However, the report has put forward strong evidence showing that Loro Parque does not seem to be fulfilling even the minimal Five Freedoms for SeaWorld’s orcas. According to Visser’s and Lisker’s report, Loro Parque has breached at least four of the five welfare freedoms that it claims to meet: The freedom to express normal behavior, freedom from physical (including thermal) discomfort, freedom from fear and distress, as well as freedom from pain.

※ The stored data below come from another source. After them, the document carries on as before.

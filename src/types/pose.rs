//! Pose type definitions
//!
//! A Pose is a fully-populated record of named joint groups. There are no
//! optional joints: every constructor fills every axis once, so downstream
//! code never defaults a missing field at the use site.

use serde::{Deserialize, Serialize};

/// Joint angles for one arm. All angles in signed degrees.
#[derive(Debug, Clone, Copy, PartialEq, Default, Serialize, Deserialize)]
pub struct ArmPose {
    /// Rotation of the upper arm about the lateral axis. Negative raises the
    /// arm forward/up, positive swings it behind the torso.
    pub shoulder_pitch: f32,
    /// Rotation of the upper arm away from the torso.
    pub shoulder_roll: f32,
    /// Elbow bend. Single-direction hinge: valid values are non-negative.
    pub elbow_flex: f32,
}

/// Joint angles for one leg. All angles in signed degrees.
#[derive(Debug, Clone, Copy, PartialEq, Default, Serialize, Deserialize)]
pub struct LegPose {
    /// Rotation of the thigh about the lateral axis. Negative lifts the
    /// thigh forward, positive extends it behind.
    pub hip_pitch: f32,
    /// Rotation of the thigh away from the midline.
    pub hip_roll: f32,
    /// Knee bend. Single-direction hinge: valid values are non-negative.
    pub knee_flex: f32,
}

/// Torso lean angles in signed degrees.
#[derive(Debug, Clone, Copy, PartialEq, Default, Serialize, Deserialize)]
pub struct TorsoPose {
    /// Forward lean (positive) / backward lean (negative).
    pub pitch: f32,
    /// Sideways lean.
    pub roll: f32,
}

/// The full posture of an articulated figure.
#[derive(Debug, Clone, Copy, PartialEq, Default, Serialize, Deserialize)]
pub struct Pose {
    pub left_arm: ArmPose,
    pub right_arm: ArmPose,
    pub left_leg: LegPose,
    pub right_leg: LegPose,
    pub torso: TorsoPose,
}

impl Pose {
    /// The neutral upright pose: every axis at zero.
    pub fn neutral() -> Self {
        Self::default()
    }

    /// Apply the same function to both arms.
    pub fn with_arms(mut self, arm: ArmPose) -> Self {
        self.left_arm = arm;
        self.right_arm = arm;
        self
    }

    /// Apply the same function to both legs.
    pub fn with_legs(mut self, leg: LegPose) -> Self {
        self.left_leg = leg;
        self.right_leg = leg;
        self
    }

    /// Set the torso lean.
    pub fn with_torso(mut self, torso: TorsoPose) -> Self {
        self.torso = torso;
        self
    }

    /// Visit every joint axis in a fixed order.
    ///
    /// Axis order: arms (left then right: shoulder pitch, shoulder roll,
    /// elbow), legs (left then right: hip pitch, hip roll, knee), torso
    /// (pitch, roll).
    pub fn axes(&self) -> [f32; 14] {
        [
            self.left_arm.shoulder_pitch,
            self.left_arm.shoulder_roll,
            self.left_arm.elbow_flex,
            self.right_arm.shoulder_pitch,
            self.right_arm.shoulder_roll,
            self.right_arm.elbow_flex,
            self.left_leg.hip_pitch,
            self.left_leg.hip_roll,
            self.left_leg.knee_flex,
            self.right_leg.hip_pitch,
            self.right_leg.hip_roll,
            self.right_leg.knee_flex,
            self.torso.pitch,
            self.torso.roll,
        ]
    }
}
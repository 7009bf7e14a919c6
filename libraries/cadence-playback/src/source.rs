//! Audio sources a session can load
//!
//! A closed union: every operation matches on all four kinds, so a new
//! kind cannot silently fall through.

use crate::types::{Album, Playlist, Podcast, Seconds, Song};
use serde::{Deserialize, Serialize};
use std::fmt;

/// The audio entity loaded into a session
#[derive(Debug, Clone, PartialEq, Eq, Serialize, Deserialize)]
#[serde(tag = "type", rename_all = "lowercase")]
pub enum Source {
    Song(Song),
    Playlist(Playlist),
    Podcast(Podcast),
    Album(Album),
}

/// Kind of a [`Source`], without its contents
#[derive(Debug, Clone, Copy, PartialEq, Eq, Hash, Serialize, Deserialize)]
#[serde(rename_all = "lowercase")]
pub enum SourceKind {
    Song,
    Playlist,
    Podcast,
    Album,
}

impl SourceKind {
    /// Playlists and albums, the kinds that can be shuffled
    pub fn is_song_list(self) -> bool {
        matches!(self, SourceKind::Playlist | SourceKind::Album)
    }
}

impl fmt::Display for SourceKind {
    fn fmt(&self, f: &mut fmt::Formatter<'_>) -> fmt::Result {
        let name = match self {
            SourceKind::Song => "song",
            SourceKind::Playlist => "playlist",
            SourceKind::Podcast => "podcast",
            SourceKind::Album => "album",
        };
        f.write_str(name)
    }
}

/// Borrowed view of one playable item of a source
#[derive(Debug, Clone, Copy, PartialEq, Eq)]
pub struct Track<'a> {
    pub name: &'a str,
    pub duration: Seconds,
}

impl Source {
    pub fn kind(&self) -> SourceKind {
        match self {
            Source::Song(_) => SourceKind::Song,
            Source::Playlist(_) => SourceKind::Playlist,
            Source::Podcast(_) => SourceKind::Podcast,
            Source::Album(_) => SourceKind::Album,
        }
    }

    /// Name of the source itself (not of the current track)
    pub fn name(&self) -> &str {
        match self {
            Source::Song(song) => &song.name,
            Source::Playlist(playlist) => &playlist.name,
            Source::Podcast(podcast) => &podcast.name,
            Source::Album(album) => &album.name,
        }
    }

    /// Number of playable items; a song counts as one
    pub fn track_count(&self) -> usize {
        match self {
            Source::Song(_) => 1,
            Source::Playlist(playlist) => playlist.songs.len(),
            Source::Podcast(podcast) => podcast.episodes.len(),
            Source::Album(album) => album.songs.len(),
        }
    }

    /// Item at `index` in the source's own (unshuffled) order
    pub fn track(&self, index: usize) -> Option<Track<'_>> {
        match self {
            Source::Song(song) => (index == 0).then(|| Track {
                name: &song.name,
                duration: Seconds::from(song.duration),
            }),
            Source::Playlist(Playlist { songs, .. }) | Source::Album(Album { songs, .. }) => {
                songs.get(index).map(|song| Track {
                    name: &song.name,
                    duration: Seconds::from(song.duration),
                })
            }
            Source::Podcast(podcast) => podcast.episodes.get(index).map(|episode| Track {
                name: &episode.name,
                duration: Seconds::from(episode.duration),
            }),
        }
    }

    /// Duration of the item at `index`, zero when out of range
    pub fn duration_of(&self, index: usize) -> Seconds {
        self.track(index).map_or(0, |track| track.duration)
    }

    pub fn is_empty(&self) -> bool {
        self.track_count() == 0
    }
}
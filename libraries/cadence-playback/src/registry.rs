//! Sessions of every listener, driven by command records
//!
//! The registry owns one [`PlaybackSession`] per listener and one
//! [`CommandClock`] shared by all of them. Executing a command first lets
//! the time since the listener's previous command pass, then applies the
//! command itself.

use crate::{
    clock::CommandClock,
    command::{Command, CommandKind, Outcome},
    error::{PlaybackError, Result},
    feedback::Feedback,
    session::PlaybackSession,
    types::PlaybackConfig,
};
use std::collections::HashMap;

/// Per-listener playback sessions
#[derive(Debug, Clone, Default)]
pub struct PlaybackRegistry {
    config: PlaybackConfig,
    sessions: HashMap<String, PlaybackSession>,
    clock: CommandClock,
}

impl PlaybackRegistry {
    pub fn new(config: PlaybackConfig) -> Self {
        Self {
            config,
            sessions: HashMap::new(),
            clock: CommandClock::new(),
        }
    }

    /// Session of `user`, if they have issued any command
    pub fn session(&self, user: &str) -> Option<&PlaybackSession> {
        self.sessions.get(user)
    }

    /// Session of `user`, created empty on first use
    pub fn session_mut(&mut self, user: &str) -> &mut PlaybackSession {
        self.sessions
            .entry(user.to_string())
            .or_insert_with(|| PlaybackSession::new(user, &self.config))
    }

    /// Number of listeners with a session
    pub fn len(&self) -> usize {
        self.sessions.len()
    }

    pub fn is_empty(&self) -> bool {
        self.sessions.is_empty()
    }

    /// Run one command and describe what happened
    ///
    /// Every command other than `prev` is preceded by a tick of the time
    /// since the listener's previous command. `prev` instead ticks that
    /// time *backwards* and then passes it on, so that `prev` can tell
    /// whether any time passed since the previous command.
    pub fn execute(&mut self, command: Command) -> Outcome {
        let Command {
            username,
            timestamp,
            kind,
        } = command;

        let delta = self.clock.elapsed(&username, timestamp);
        let session = self.session_mut(&username);

        tracing::debug!(user = %username, timestamp, delta, command = ?kind, "Executing command");

        if matches!(kind, CommandKind::Prev) {
            session.tick(delta.saturating_neg());
        } else {
            session.tick(delta);
        }

        match kind {
            CommandKind::Status => Outcome::Status(session.status()),
            CommandKind::Load { source: None } => {
                Self::message(Err(PlaybackError::NothingSelected))
            }
            CommandKind::Load {
                source: Some(source),
            } => Self::message(session.load(source)),
            CommandKind::PlayPause => Self::message(session.toggle_pause()),
            CommandKind::Repeat => Self::message(session.cycle_repeat()),
            CommandKind::Shuffle { seed } => Self::message(session.toggle_shuffle(seed)),
            CommandKind::Forward => Self::message(session.skip_forward()),
            CommandKind::Backward => Self::message(session.skip_backward()),
            CommandKind::Next => Self::message(session.next()),
            CommandKind::Prev => Self::message(session.prev(delta)),
            CommandKind::Clear => {
                session.clear();
                Outcome::Cleared
            }
        }
    }

    fn message(result: Result<Feedback>) -> Outcome {
        Outcome::Message(match result {
            Ok(feedback) => feedback.to_string(),
            Err(error) => error.to_string(),
        })
    }
}
//! Per-user playback session
//!
//! The state machine behind every playback command: what is loaded, how
//! much of the current track is left, pause/repeat/shuffle state and the
//! listener's podcast resume positions.
//!
//! Positions are kept in *play order*. With shuffle off, play order and the
//! source's own order coincide; with shuffle on, the permutation maps a play
//! position to the track index it plays.

use crate::{
    error::{Action, PlaybackError, Result},
    feedback::Feedback,
    resume::ResumePositionStore,
    shuffle::ShufflePermutation,
    source::{Source, SourceKind, Track},
    timeline::{advance, Advance, Cursor, Timeline},
    types::{PlaybackConfig, RepeatMode, Seconds, Status},
};

/// Playback state of one listener
#[derive(Debug, Clone)]
pub struct PlaybackSession {
    /// Listener this session belongs to, part of every resume key
    owner: String,

    /// Loaded source; `None` means the session is empty
    source: Option<Source>,

    /// Seconds left in the current track
    remaining: Seconds,

    paused: bool,
    repeat: RepeatMode,

    /// Present while shuffle is enabled
    shuffle: Option<ShufflePermutation>,

    /// Play-order position of the current track
    position: usize,

    resume: ResumePositionStore,

    /// Seconds moved by podcast forward/backward
    skip_interval: Seconds,
}

/// A podcast episode left before its end
#[derive(Debug)]
struct PartialEpisode {
    podcast: String,
    episode: String,
    remaining: Seconds,
}

/// The session's source seen as a [`Timeline`]
///
/// Borrows the session field by field so that entering and finishing
/// episodes can update the resume store while the source is borrowed.
struct SessionTimeline<'a> {
    owner: &'a str,
    source: &'a Source,
    shuffle: Option<&'a ShufflePermutation>,
    resume: &'a mut ResumePositionStore,
}
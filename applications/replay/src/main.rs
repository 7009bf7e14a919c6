/// Cadence Replay - run recorded playback commands
use anyhow::Context;
use cadence_playback::PlaybackRegistry;
use cadence_replay::{read_commands, replay, write_results, ReplayConfig};
use clap::Parser;
use std::{
    fs::File,
    io::{self, BufReader, BufWriter, Write},
    path::PathBuf,
};
use tracing_subscriber::{layer::SubscriberExt, util::SubscriberInitExt};

#[derive(Parser)]
#[command(name = "cadence-replay")]
#[command(about = "Replay recorded playback commands and report the results", long_about = None)]
struct Cli {
    /// JSON file holding an array of command records
    input: PathBuf,

    /// Where to write the results (stdout when omitted)
    #[arg(short, long)]
    output: Option<PathBuf>,

    /// Configuration file path
    #[arg(short, long, env = "CADENCE_CONFIG")]
    config: Option<PathBuf>,
}

fn main() -> anyhow::Result<()> {
    // Initialize tracing
    tracing_subscriber::registry()
        .with(
            tracing_subscriber::EnvFilter::try_from_default_env()
                .unwrap_or_else(|_| "cadence_playback=info,cadence_replay=info".into()),
        )
        .with(tracing_subscriber::fmt::layer().with_writer(io::stderr))
        .init();

    let cli = Cli::parse();

    let config = ReplayConfig::load(cli.config.as_deref()).context("Failed to load configuration")?;
    tracing::debug!(?config, "Configuration loaded");

    let input = File::open(&cli.input)
        .with_context(|| format!("Failed to open {}", cli.input.display()))?;
    let commands = read_commands(BufReader::new(input))
        .with_context(|| format!("Failed to parse {}", cli.input.display()))?;
    tracing::info!(commands = commands.len(), "Replaying {}", cli.input.display());

    let mut registry = PlaybackRegistry::new(config.playback.clone());
    let outputs = replay(&mut registry, commands);

    match &cli.output {
        Some(path) => {
            let file = File::create(path)
                .with_context(|| format!("Failed to create {}", path.display()))?;
            let mut writer = BufWriter::new(file);
            write_results(&mut writer, &outputs, config.output.pretty)?;
            writer.flush()?;
        }
        None => {
            let stdout = io::stdout();
            let mut writer = stdout.lock();
            write_results(&mut writer, &outputs, config.output.pretty)?;
            writeln!(writer)?;
        }
    }

    Ok(())
}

Freedom from injury (or disease) doesn’t even appear on the park’s modified list and based on the report, they couldn’t fulfill it if it did.


The final freedom is the freedom from hunger and thirst, (with orcas obtaining water from the food that they eat). Although it cannot be definitively determined at this time whether an orca is hungry or thirsty, Morgan’s lunging out of the water at feeding time, as detailed in the report, as well as the mouth-open begging behavior exhibited by some orcas, might suggest that they are.


“The orcas do not have the space to exhibit body postures and behaviors that are normal of free-ranging individuals, such as hanging vertically or swimming at top speeds,” Visser noted, mentioning the medical tank specifically. She clarified that it should only be used as a temporary tank for medical procedures, but that she has seen the orcas crammed into it, sometimes together, for unethically long periods of time. “The inappropriate social groupings, even in the other, slightly larger tanks, can also affect the display of natural behaviors and can lead to excessive aggression. Plus there is no shade to protect their delicate skin. All of this can (and does) lead to pain, fear, and distress; from being locked into the tanks, attacked by another orca and from the wounds that arise from the enclosure, such as dental damage and self-mutilation.”


The Impact of Dental Damage

The physical discomfort and pain caused by the dental procedures is of particular concern; in fact, the dental damage incurred by the orcas through stereotypic self-mutilation and the resulting treatment is the centerpiece of the report. Lisker is mindful of the comparison between orca and human oral injury, “Imagine what it’s like as a human having a toothache. If severe enough, it might feel as if your entire head is exploding and it can affect both your mental and emotional states as well. We can only assume that orca feel similar pain when their teeth are damaged. They have to bear all these injuries, as well as the daily drilling and irrigation procedures, apparently without medication.”
LOGO-Figure 5.--Morgans timline
Both authors were gravely concerned to find that more than 40 percent of all of Loro Parque’s orcas’ teeth are damaged, with Morgan’s teeth being in the worst condition – the teeth on the right side of her mouth show 70 percent damage. “Despite continued assurances by Loro Parque that ‘all is well’ for the SeaWorld orca and Morgan the wild-born orca,” the report stated, “the data presented here is indicative, once again, that there are underlying and fundamental issues that compromise the welfare of these orca. The very same welfare indicators identified by the captivity industry, as markers for compromised welfare, are prevalent and excessive at Loro Parque…”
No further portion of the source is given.